The malware is spread through spear phishing emails, where victims click on malicious attachments and download spyware appearing to be .pdf and .jpeg files, or Microsoft PowerPoint slideshows.
Mahdi, which has mainly targeted government entities and financial services firms in Iran, but also Israel, Afghanistan and other neighboring countries, can log keystrokes, record audio and capture screenshots of its victims. Roughly 800 victims have been reported.
Aviv Raff, CTO at Israeli security firm Seculert, which discovered Mahdi earlier this year, said attackers – based on the websites they are targeting for spying – are increasingly searching for victims with ties to the United States.
"Currently, the interesting part is that the new malware versions which have been added have attacked entities that have a connection to the U.S. or visit the U.S. frequently,” Raff told SCMagazine.com on Thursday.
Developers have been aggressively pushing updates through their new command-and-control center, which Seculert researchers blogged about in July.
“We've seen dozens of new update pushes in the last few weeks,” Raff said. "Sometimes, even several times a day. Though the malware is identified as unsophisticated, the campaign by attackers has been effective."

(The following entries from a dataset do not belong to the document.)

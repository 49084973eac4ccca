//! Transport and endpoint traits.
//!
//! [`Transport`] is the network seam; [`Endpoint`] describes one named
//! resource the cache can hold.

use async_trait::async_trait;
use pulse_core::{FetchError, FetchResult};
use serde::de::DeserializeOwned;
use serde_json::Value;

use super::key::{QueryArg, Tag};

/// Issues GET requests against the upstream source.
///
/// Implementations classify failures: unreachable hosts and non-2xx
/// responses are transport errors, unparseable bodies are decode errors.
#[async_trait]
pub trait Transport: Send + Sync {
    /// GET `path` relative to the base URL and return the JSON body.
    async fn get_json(&self, path: &str) -> FetchResult<Value>;
}

/// A named, cacheable resource.
///
/// `NAME` must be unique across endpoints sharing a cache: entries are keyed
/// by it and typed reads rely on it.
pub trait Endpoint: Send + Sync + 'static {
    const NAME: &'static str;

    type Arg: QueryArg;
    type Output: Send + Sync + 'static;

    /// Resource path for `arg`, relative to the base URL.
    fn path(arg: &Self::Arg) -> String;

    /// Invalidation tags carried by the entry for `arg`.
    fn tags(_arg: &Self::Arg) -> Vec<Tag> {
        Vec::new()
    }

    /// Turn the raw response body into the cached value.
    fn decode(raw: Value, arg: &Self::Arg, path: &str) -> FetchResult<Self::Output>;
}

/// Deserialize a response body, reporting mismatches as decode errors.
pub fn decode_json<T: DeserializeOwned>(raw: Value, path: &str) -> FetchResult<T> {
    serde_json::from_value(raw).map_err(|e| FetchError::decode(path, e))
}
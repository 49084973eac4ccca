//! Reusable widget components.

pub mod detail;
pub mod metric_card;
pub mod share;
pub mod status;

pub use detail::DetailPanel;
pub use metric_card::{CardValue, MetricCard};
pub use share::ShareGauges;
pub use status::StatusIndicator;
//! Passive discovery scanner.
//!
//! Supervises a long-lived external discovery process (`bluetoothctl` by
//! default), feeds it setup commands over stdin, and watches its stdout for
//! lines mentioning a tracked address. A died or misbehaving process is
//! stopped gracefully and relaunched after a fixed backoff; a missing binary
//! is fatal and disables the scanner permanently rather than looping.

use std::process::Stdio;
use std::sync::Arc;
use std::time::Instant;

use serde::Serialize;
use tokio::io::{AsyncBufReadExt, AsyncWriteExt, BufReader};
use tokio::process::{Child, ChildStdin, Command};
use tokio::sync::watch;
use tracing::{debug, error, info, warn};

use crate::config::ScannerConfig;
use crate::store::PresenceStore;
use crate::types::{TrackedDevice, ADDRESS_EXTRACT_RE};

/// Run-state of the supervised discovery process.
#[derive(Debug, Clone, Copy, PartialEq, Eq, Serialize)]
#[serde(rename_all = "lowercase")]
pub enum ScanState {
    /// No process; either not started yet, waiting out the restart backoff,
    /// or permanently disabled.
    Stopped,
    /// Launching the process and sending setup commands.
    Starting,
    /// Reading discovery output.
    Running,
    /// Winding the process down.
    Stopping,
}

enum SessionEnd {
    /// The child's output stream ended or became unreadable.
    StreamEnded,
    /// Shutdown was requested while the session was running.
    Shutdown,
}

/// Supervised passive discovery listener.
///
/// Owns the external process for its lifetime and writes sightings into the
/// shared store. Consume with [`PassiveScanner::run`], typically inside
/// `tokio::spawn`.
pub struct PassiveScanner {
    store: Arc<PresenceStore>,
    targets: Vec<TrackedDevice>,
    config: ScannerConfig,
    state_tx: watch::Sender<ScanState>,
}

impl PassiveScanner {
    /// Create a scanner for the given targets.
    ///
    /// Returns the scanner and a receiver observing its run-state.
    pub fn new(
        store: Arc<PresenceStore>,
        targets: Vec<TrackedDevice>,
        config: ScannerConfig,
    ) -> (Self, watch::Receiver<ScanState>) {
        let (state_tx, state_rx) = watch::channel(ScanState::Stopped);
        (
            Self {
                store,
                targets,
                config,
                state_tx,
            },
            state_rx,
        )
    }

    /// Supervision loop: launch, read, stop, back off, relaunch — until
    /// `shutdown` flips or the discovery binary turns out to be missing.
    pub async fn run(self, mut shutdown: watch::Receiver<bool>) {
        loop {
            if *shutdown.borrow() {
                break;
            }
            self.set_state(ScanState::Starting);
            match self.run_session(&mut shutdown).await {
                Ok(SessionEnd::Shutdown) => break,
                Ok(SessionEnd::StreamEnded) => {
                    warn!("discovery process output ended, scheduling restart");
                }
                Err(err) if err.kind() == std::io::ErrorKind::NotFound => {
                    // Fatal: the binary is not installed. Restarting would
                    // fail the same way forever.
                    error!(
                        command = %self.config.command.join(" "),
                        "discovery binary not found, scanner disabled"
                    );
                    self.set_state(ScanState::Stopped);
                    return;
                }
                Err(err) => {
                    warn!(error = %err, "discovery session failed, scheduling restart");
                }
            }

            self.set_state(ScanState::Stopped);
            tokio::select! {
                () = tokio::time::sleep(self.config.restart_delay()) => {}
                _ = shutdown.changed() => break,
            }
        }
        self.set_state(ScanState::Stopped);
        info!("passive scanner stopped");
    }

    async fn run_session(
        &self,
        shutdown: &mut watch::Receiver<bool>,
    ) -> std::io::Result<SessionEnd> {
        let Some((program, args)) = self.config.command.split_first() else {
            return Err(std::io::Error::new(
                std::io::ErrorKind::InvalidInput,
                "scanner command is empty",
            ));
        };

        let mut child = Command::new(program)
            .args(args)
            .stdin(Stdio::piped())
            .stdout(Stdio::piped())
            .stderr(Stdio::null())
            .kill_on_drop(true)
            .spawn()?;

        let mut stdin = child.stdin.take();
        let stdout = child.stdout.take().ok_or_else(|| {
            std::io::Error::new(std::io::ErrorKind::Other, "child stdout unavailable")
        })?;

        if let Some(stdin) = stdin.as_mut() {
            self.send_commands(stdin, &self.config.setup_commands).await;
        }

        self.set_state(ScanState::Running);
        info!("passive scanner active");

        let mut lines = BufReader::new(stdout).lines();
        let end = loop {
            tokio::select! {
                _ = shutdown.changed() => break SessionEnd::Shutdown,
                line = lines.next_line() => match line {
                    Ok(Some(line)) => {
                        if let Some(device) = match_target(&self.targets, &line) {
                            let now = Instant::now();
                            self.store.record_sighting(&device.address, now).await;
                            debug!(
                                address = %device.address,
                                line = %line.trim(),
                                "passive sighting"
                            );
                        }
                    }
                    Ok(None) => break SessionEnd::StreamEnded,
                    Err(err) => {
                        warn!(error = %err, "error reading discovery output");
                        break SessionEnd::StreamEnded;
                    }
                },
            }
        };

        self.set_state(ScanState::Stopping);
        self.stop_process(child, stdin).await;
        Ok(end)
    }

    /// Best-effort write of control commands to the child's stdin, each
    /// bounded by the configured command timeout.
    async fn send_commands(&self, stdin: &mut ChildStdin, commands: &[String]) {
        for command in commands {
            let write = async {
                stdin.write_all(command.as_bytes()).await?;
                stdin.write_all(b"\n").await?;
                stdin.flush().await
            };
            match tokio::time::timeout(self.config.command_timeout(), write).await {
                Ok(Ok(())) => {}
                Ok(Err(err)) => {
                    debug!(command = %command, error = %err, "scan control command failed");
                    return;
                }
                Err(_) => {
                    debug!(command = %command, "scan control command timed out");
                    return;
                }
            }
        }
    }

    /// Stop the child: send the stop commands, wait out the grace period,
    /// then kill if it is still alive.
    async fn stop_process(&self, mut child: Child, stdin: Option<ChildStdin>) {
        if let Some(mut stdin) = stdin {
            self.send_commands(&mut stdin, &self.config.stop_commands)
                .await;
            // dropping stdin closes the pipe so an interactive child can exit
        }
        match tokio::time::timeout(self.config.stop_grace(), child.wait()).await {
            Ok(Ok(status)) => debug!(%status, "discovery process exited"),
            Ok(Err(err)) => warn!(error = %err, "failed waiting for discovery process"),
            Err(_) => {
                warn!("discovery process ignored stop request, killing");
                if let Err(err) = child.kill().await {
                    warn!(error = %err, "failed to kill discovery process");
                }
            }
        }
    }

    fn set_state(&self, state: ScanState) {
        self.state_tx.send_replace(state);
    }
}

/// Match one output line against the target set: first a case-insensitive
/// literal substring check per address, then extraction of any 6-octet
/// colon-hex pattern and a lookup of the result.
fn match_target<'a>(targets: &'a [TrackedDevice], line: &str) -> Option<&'a TrackedDevice> {
    let lower = line.to_ascii_lowercase();
    for target in targets {
        if lower.contains(&target.address.as_str().to_ascii_lowercase()) {
            return Some(target);
        }
    }
    let extracted = ADDRESS_EXTRACT_RE.find(&lower)?.as_str().to_ascii_uppercase();
    targets
        .iter()
        .find(|target| target.address.as_str() == extracted)
}

#[cfg(test)]
mod tests {
    use std::time::Duration;

    use super::*;

    fn target(address: &str) -> TrackedDevice {
        TrackedDevice {
            address: address.parse().unwrap(),
            label: None,
        }
    }

    #[test]
    fn matches_literal_substring_case_insensitively() {
        let targets = vec![target("0C:15:63:DF:61:2F")];
        let line = "[NEW] Device 0c:15:63:df:61:2f Tile Tracker";
        assert!(match_target(&targets, line).is_some());
    }

    #[test]
    fn matches_extracted_address_pattern() {
        let targets = vec![target("80:04:5F:A2:66:57")];
        // mixed case, embedded in controller chatter
        let line = "\t[CHG] Device 80:04:5f:A2:66:57 RSSI: -61";
        let matched = match_target(&targets, line).unwrap();
        assert_eq!(matched.address.as_str(), "80:04:5F:A2:66:57");
    }

    #[test]
    fn ignores_unknown_addresses_and_plain_chatter() {
        let targets = vec![target("0C:15:63:DF:61:2F")];
        assert!(match_target(&targets, "Discovery started").is_none());
        assert!(match_target(&targets, "[NEW] Device AA:BB:CC:DD:EE:FF Phone").is_none());
    }

    #[tokio::test]
    async fn missing_binary_disables_scanner_permanently() {
        let store = Arc::new(PresenceStore::new([target("0C:15:63:DF:61:2F")], 3));
        let config = ScannerConfig {
            command: vec!["doorman-test-no-such-binary".into()],
            ..ScannerConfig::default()
        };
        let (scanner, state_rx) =
            PassiveScanner::new(store, vec![target("0C:15:63:DF:61:2F")], config);
        let (_shutdown_tx, shutdown_rx) = watch::channel(false);

        // must return on its own, without a shutdown signal
        tokio::time::timeout(Duration::from_secs(5), scanner.run(shutdown_rx))
            .await
            .expect("scanner should exit when the binary is missing");
        assert_eq!(*state_rx.borrow(), ScanState::Stopped);
    }

    #[tokio::test]
    async fn records_sighting_from_process_output() {
        let store = Arc::new(PresenceStore::new([target("0C:15:63:DF:61:2F")], 3));
        let config = ScannerConfig {
            command: vec![
                "sh".into(),
                "-c".into(),
                "echo '[NEW] Device 0C:15:63:DF:61:2F Tag'".into(),
            ],
            restart_delay_secs: 60,
            ..ScannerConfig::default()
        };
        let (scanner, _state_rx) =
            PassiveScanner::new(Arc::clone(&store), vec![target("0C:15:63:DF:61:2F")], config);
        let (shutdown_tx, shutdown_rx) = watch::channel(false);

        let handle = tokio::spawn(scanner.run(shutdown_rx));
        tokio::time::sleep(Duration::from_millis(500)).await;
        shutdown_tx.send(true).unwrap();
        handle.await.unwrap();

        let snapshot = store.snapshot().await;
        assert!(snapshot.devices[0].observation.last_seen.is_some());
    }

    #[tokio::test]
    async fn waits_out_backoff_before_restarting() {
        let store = Arc::new(PresenceStore::new([target("0C:15:63:DF:61:2F")], 3));
        let config = ScannerConfig {
            command: vec!["sh".into(), "-c".into(), "true".into()],
            restart_delay_secs: 30,
            ..ScannerConfig::default()
        };
        let (scanner, state_rx) =
            PassiveScanner::new(store, vec![target("0C:15:63:DF:61:2F")], config);
        let (shutdown_tx, shutdown_rx) = watch::channel(false);

        let handle = tokio::spawn(scanner.run(shutdown_rx));
        // the child exits immediately; by now the scanner must be parked in
        // its backoff sleep, not running a fresh session
        tokio::time::sleep(Duration::from_millis(700)).await;
        assert_eq!(*state_rx.borrow(), ScanState::Stopped);

        shutdown_tx.send(true).unwrap();
        handle.await.unwrap();
    }
}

Both Russian anti-virus company Kaspersky Lab and Seculert, which are working together to research Mahdi, have ruled out ties to Flame or other malware making headlines in recent months for targeting industries in the Middle East. The United States and Israel are believed to be behind Flame.
Kurt Baumgartner, senior security researcher at Kaspersky Lab, told SCMagazine.com on Thursday that other new Mahdi developments include attackers potentially using email lists at their disposal to send messages to victims in an attempt to dupe them into installing software infected by Mahdi.
He also added that the malware's video and audio surveillance capabilities haven't been used as much as other features.
“I'm not sure they really need it with the data they are already capturing,” Baumgartner said.
[An earlier version of this story incorrectly stated how the attackers were using the email lists.]